8.15. Governing Law; Waiver of Jury
Trial.
(a) This
Agreement shall in all respects be governed by, and construed in accordance
with, the laws of the State of New York, including all matters of construction,
validity and performance.
(b) Each
of the parties hereto agrees that the United States federal and New York State
courts located in The City of New York shall have jurisdiction to hear and
determine any suit, action or proceeding, and to settle any disputes, which may
arise out of or in connection with this Agreement and, for such purposes,
submits to the jurisdiction of such courts.

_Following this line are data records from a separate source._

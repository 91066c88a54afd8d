//! Countdown record (0x2F): u32 mode, u32 seconds remaining.

use std::fmt;

use serde::Serialize;

use crate::binary::read_u32_le;
use crate::error::Result;

/// State of the countdown.
#[derive(Debug, Clone, Copy, PartialEq, Eq, Serialize)]
pub enum CountdownMode {
    /// Still counting.
    Running,
    /// Finished.
    Over,
}

impl fmt::Display for CountdownMode {
    fn fmt(&self, f: &mut fmt::Formatter<'_>) -> fmt::Result {
        f.write_str(match self {
            CountdownMode::Running => "running",
            CountdownMode::Over => "over",
        })
    }
}

/// The end-of-game countdown.
#[derive(Debug, Clone, Copy, PartialEq, Eq, Serialize)]
pub struct Countdown {
    /// Countdown state.
    pub mode: CountdownMode,
    /// Seconds left.
    pub seconds: u32,
}

impl Countdown {
    /// Size of the record, tag included.
    pub const SIZE: usize = 9;

    /// Parses a countdown record at the start of `data`.
    ///
    /// # Errors
    ///
    /// Returns `ParserError::UnexpectedEof` if fewer than 9 bytes remain.
    pub fn parse(data: &[u8]) -> Result<Self> {
        let mode = match read_u32_le(data, 1)? {
            0 => CountdownMode::Running,
            _ => CountdownMode::Over,
        };
        let seconds = read_u32_le(data, 5)?;
        Ok(Countdown { mode, seconds })
    }

    /// Formats the remaining time as `MM:SS`.
    #[must_use]
    pub fn remaining_string(&self) -> String {
        format!("{:02}:{:02}", self.seconds / 60, self.seconds % 60)
    }
}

Each of
30
the
parties hereto waives any objection which it might now or hereafter have to the
United States federal or New York State courts located in The City of New York
being nominated as the forum to hear and determine any suit, action or
proceeding, and to settle any disputes, which may arise out of or in connection
with this Agreement and agrees not to claim that any such court is not a
convenient or appropriate forum. Each Borrower agrees that the
process by which any suit, action or proceeding is begun may be served on it by
being delivered in connection with any suit, action or proceeding in The City of
New York to Corporation Service Company, with an office on the date hereof at
1133 Avenue of the Americas, Suite 3100, New York, New York 10036 and each of
the parties hereby appoints Corporation Service Company, its designee, appointee
and Facility Agent to receive, accept and acknowledge for and on its behalf such
service of legal process, with the exception of the Facility Agent, Sole
Bookrunner, Joint Lead Arrangers and Lenders, who hereby consents to receive any
such service of process directly at the address set forth in Section 13.05
of the Intercreditor Agreements. Each party hereto irrevocably consents to
service of any and all legal process, summons, notices and documents in any
suit, action or proceeding brought in the United States of America arising out
of or in connection with this Agreement or any other Relevant Document by
mailing (by registered or certified mail, postage prepaid) or delivering of a
copy of such process to such party at its address specified in Section 8.05 of
the Intercreditor Agreements.
(c) The
submission to the jurisdiction of the courts referred to in Section 8.15(b)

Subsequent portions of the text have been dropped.